Adams voltou a defender a portaria e disse que a AGU não criou novas regras, apenas decidiu orientar a ação da União de acordo com as 19 condicionantes definidas pelo Supremo Tribunal Federal (STF) no julgamento que confirmou a demarcação em área contínua da Terra Indígena Raposa Serra do Sol, em Roraima, em 2009. “O que a portaria faz é simplesmente estender para a área jurídica da União a observância daquelas condicionantes que o STF adotou, ela meramente reproduz essas condicionantes”, declarou Adams.

Essas exigências passariam a ter que ser observadas pelas unidades da AGU em todo o país. Entre as condicionantes (ou “salvaguardas institucionais”, conforme diz o texto da portaria) estão a proibição à comercialização ou arrendamento de qualquer parte de terra indígena que possa restringir o pleno exercício do usufruto e da posse direta pelas comunidades indígenas; a exigência de que os índios obtenham permissão para a garimpagem em seus territórios; além da proibição à ampliação das reservas já homologadas e a obrigatoriedade de que os processos já finalizados sejam revistos e adequados às novas normas.

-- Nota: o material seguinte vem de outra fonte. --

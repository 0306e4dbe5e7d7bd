//! Logging facade initialization.

mod init;

pub use init::{LoggingConfig, init_logging};
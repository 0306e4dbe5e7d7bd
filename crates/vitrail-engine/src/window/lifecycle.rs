use std::cell::Cell;
use std::rc::Rc;

use anyhow::Result;
use winit::dpi::PhysicalSize;

use crate::core::{
    DeviceDisposeInfo, DeviceInitInfo, DeviceResourceInitializer, WindowRootContent,
};
use crate::device::PresentOutcome;
use crate::resources::{ApplicationResources, DeviceResources, DisposalScope, ResourceDescriptor};
use crate::time::FrameTime;

use super::runtime::RuntimeCtx;

/// Shared "a render pass is wanted" flag for one window.
///
/// Cheap clones of one cell, so a handle can live inside `RenderInfo` while
/// the lifecycle machine owns the original. Requesting is level-triggered
/// and idempotent; the flag is consumed at the start of a pass.
#[derive(Clone, Default)]
pub struct RenderRequest(Rc<Cell<bool>>);

impl RenderRequest {
    pub fn request(&self) {
        self.0.set(true);
    }

    pub fn is_requested(&self) -> bool {
        self.0.get()
    }

    fn consume(&self) -> bool {
        self.0.replace(false)
    }
}

/// Per-pass context threaded through the host into the root content.
pub struct DrawCtx<'a> {
    pub time: FrameTime,
    pub runtime: &'a mut RuntimeCtx,
    pub render_request: RenderRequest,
}

/// GPU boundary of the lifecycle machine.
///
/// `init_device` brings up the GPU device and publishes its handles into
/// the device dictionary; `init_size` binds the render target to a concrete
/// drawable size; `draw` runs one frame through the root content and
/// reports how presenting went. The machine itself never touches wgpu, so
/// it can be driven by a scripted host in tests.
pub trait RenderHost {
    fn init_device(
        &mut self,
        device: &mut DeviceResources,
        scope: &mut DisposalScope,
    ) -> Result<()>;

    fn init_size(&mut self, size: PhysicalSize<u32>, scope: &mut DisposalScope) -> Result<()>;

    fn draw(
        &mut self,
        content: &mut dyn WindowRootContent,
        application: &ApplicationResources,
        device: &DeviceResources,
        ctx: DrawCtx<'_>,
    ) -> PresentOutcome;

    fn drop_size(&mut self) {}

    fn drop_device(&mut self) {}
}

/// Device- and size-tier state for one window.
///
/// Two lazily-initialized tiers, torn down independently: losing the GPU
/// device clears both, a resize clears only the size tier. Both are
/// rebuilt at the start of the next render pass that needs them, never
/// eagerly.
pub struct WindowTiers {
    device_resources: DeviceResources,
    descriptors: Vec<ResourceDescriptor>,
    initializers: Vec<Box<dyn DeviceResourceInitializer>>,

    device_scope: DisposalScope,
    size_scope: DisposalScope,

    device_uninitialized: bool,
    size_uninitialized: bool,

    render_request: RenderRequest,
}

impl WindowTiers {
    pub fn new(
        descriptors: Vec<ResourceDescriptor>,
        initializers: Vec<Box<dyn DeviceResourceInitializer>>,
    ) -> Self {
        Self {
            device_resources: DeviceResources::new(),
            descriptors,
            initializers,
            device_scope: DisposalScope::new(),
            size_scope: DisposalScope::new(),
            device_uninitialized: true,
            size_uninitialized: true,
            render_request: RenderRequest::default(),
        }
    }

    /// A clonable handle to this window's render-request flag.
    pub fn render_request(&self) -> RenderRequest {
        self.render_request.clone()
    }

    pub fn request_render(&self) {
        self.render_request.request();
    }

    pub fn render_requested(&self) -> bool {
        self.render_request.is_requested()
    }

    pub fn device_resources(&self) -> &DeviceResources {
        &self.device_resources
    }

    /// Runs one render pass if one is wanted.
    ///
    /// Consumes the request flag, then: skips degenerate sizes outright
    /// (leaving the flag consumed, so a minimized window goes quiet until
    /// re-invalidated), lazily brings up whichever tiers are down, gives
    /// repopulating device descriptors their pass, and draws. A lost device
    /// or stale target tears the device tier down; the rebuild happens on
    /// the next requested pass.
    pub fn run_render_pass(
        &mut self,
        application: &ApplicationResources,
        size: PhysicalSize<u32>,
        host: &mut dyn RenderHost,
        content: &mut dyn WindowRootContent,
        ctx: DrawCtx<'_>,
    ) -> Result<()> {
        if !self.render_request.consume() {
            return Ok(());
        }

        if size.width == 0 || size.height == 0 {
            log::debug!("window has no drawable area, skipping render pass");
            return Ok(());
        }

        if self.device_uninitialized {
            self.initialize_device_tier(application, host, content)?;
        }
        if self.size_uninitialized {
            self.initialize_size_tier(host, size)?;
        }

        for descriptor in &mut self.descriptors {
            descriptor.repopulate_device_tier(application, &mut self.device_resources)?;
        }

        match host.draw(content, application, &self.device_resources, ctx) {
            PresentOutcome::Presented | PresentOutcome::SkipFrame => Ok(()),
            PresentOutcome::RecreateTarget | PresentOutcome::DeviceLost => {
                log::info!("render target lost, tearing down device tier");
                self.teardown_device_tier(application, host, content);
                // the frame never made it out; make sure another is attempted
                self.render_request.request();
                Ok(())
            }
            PresentOutcome::OutOfMemory => {
                Err(anyhow::anyhow!("GPU reported out of memory while presenting"))
            }
        }
    }

    /// The window's drawable size changed: drop the size tier and ask for a
    /// fresh pass. The device tier is untouched.
    pub fn notify_resized(&mut self, host: &mut dyn RenderHost) {
        self.clear_size_tier(host);
        self.render_request.request();
    }

    /// Full device-tier teardown, in strict reverse order of bring-up:
    /// size tier first, then content dispose, initializer disposes,
    /// deferred device-scope actions, the dictionary (subscriptions
    /// included), and finally the host's own device state.
    pub fn teardown_device_tier(
        &mut self,
        application: &ApplicationResources,
        host: &mut dyn RenderHost,
        content: &mut dyn WindowRootContent,
    ) {
        if self.device_uninitialized {
            self.clear_size_tier(host);
            return;
        }

        self.clear_size_tier(host);
        self.device_uninitialized = true;

        content.on_device_dispose(DeviceDisposeInfo {
            application_resources: application,
            device_resources: &self.device_resources,
        });
        for initializer in self.initializers.iter_mut().rev() {
            initializer.on_device_dispose(application, &mut self.device_resources);
        }
        self.device_scope.release();
        self.device_resources.clear();
        host.drop_device();
    }

    fn initialize_device_tier(
        &mut self,
        application: &ApplicationResources,
        host: &mut dyn RenderHost,
        content: &mut dyn WindowRootContent,
    ) -> Result<()> {
        log::debug!("bringing up device tier");
        self.device_uninitialized = false;

        host.init_device(&mut self.device_resources, &mut self.device_scope)?;
        for descriptor in &mut self.descriptors {
            descriptor.populate_device_tier(application, &mut self.device_resources)?;
        }
        for initializer in &mut self.initializers {
            initializer.on_device_init(application, &mut self.device_resources)?;
        }
        content.on_device_init(DeviceInitInfo {
            application_resources: application,
            device_resources: &self.device_resources,
        });
        Ok(())
    }

    fn initialize_size_tier(&mut self, host: &mut dyn RenderHost, size: PhysicalSize<u32>) -> Result<()> {
        log::debug!("bringing up size tier at {}x{}", size.width, size.height);
        self.size_uninitialized = false;
        host.init_size(size, &mut self.size_scope)
    }

    fn clear_size_tier(&mut self, host: &mut dyn RenderHost) {
        let was_up = !self.size_uninitialized;
        self.size_uninitialized = true;
        self.size_scope.release();
        if was_up {
            host.drop_size();
        }
    }
}
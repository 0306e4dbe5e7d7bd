/// Ordered list of release actions for one lifetime scope.
///
/// `defer` registers an action; `release` runs all registered actions in
/// reverse registration order and empties the list. Dropping an unreleased
/// scope releases it. The window keeps one scope per tier so device- and
/// size-scoped cleanup can never interleave.
#[derive(Default)]
pub struct DisposalScope {
    entries: Vec<Box<dyn FnOnce()>>,
}

impl DisposalScope {
    pub fn new() -> Self {
        Self::default()
    }

    /// Registers a release action. Later registrations run first.
    pub fn defer(&mut self, release: impl FnOnce() + 'static) {
        self.entries.push(Box::new(release));
    }

    /// Runs every deferred action, newest first, leaving the scope empty
    /// and reusable.
    pub fn release(&mut self) {
        while let Some(release) = self.entries.pop() {
            release();
        }
    }

    pub fn len(&self) -> usize {
        self.entries.len()
    }

    pub fn is_empty(&self) -> bool {
        self.entries.is_empty()
    }
}

impl Drop for DisposalScope {
    fn drop(&mut self) {
        self.release();
    }
}

#[cfg(test)]
mod tests {
    use std::cell::RefCell;
    use std::rc::Rc;

    use super::*;

    #[test]
    fn releases_in_reverse_registration_order() {
        let order = Rc::new(RefCell::new(Vec::new()));
        let mut scope = DisposalScope::new();

        for tag in ["first", "second", "third"] {
            let order = order.clone();
            scope.defer(move || order.borrow_mut().push(tag));
        }

        scope.release();
        assert_eq!(*order.borrow(), vec!["third", "second", "first"]);
        assert!(scope.is_empty());
    }

    #[test]
    fn scope_is_reusable_after_release() {
        let order = Rc::new(RefCell::new(Vec::new()));
        let mut scope = DisposalScope::new();

        {
            let order = order.clone();
            scope.defer(move || order.borrow_mut().push(1));
        }
        scope.release();
        {
            let order = order.clone();
            scope.defer(move || order.borrow_mut().push(2));
        }
        scope.release();

        assert_eq!(*order.borrow(), vec![1, 2]);
    }

    #[test]
    fn drop_releases_remaining_entries() {
        let order = Rc::new(RefCell::new(Vec::new()));
        {
            let mut scope = DisposalScope::new();
            let order = order.clone();
            scope.defer(move || order.borrow_mut().push("dropped"));
        }
        assert_eq!(*order.borrow(), vec!["dropped"]);
    }
}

Organizações socioambientalistas e de defesa de direitos dos índios criticaram a portaria e especialistas ouvidos pela Agência Brasil avaliam que a interpretação da AGU a respeito da decisão do STF é um equívoco, entre outros motivos, porque o processo envolvendo a demarcação da Raposa Serra do Sol ainda não foi concluído devido a seis pedidos de esclarecimentos, chamados embargos de declaração.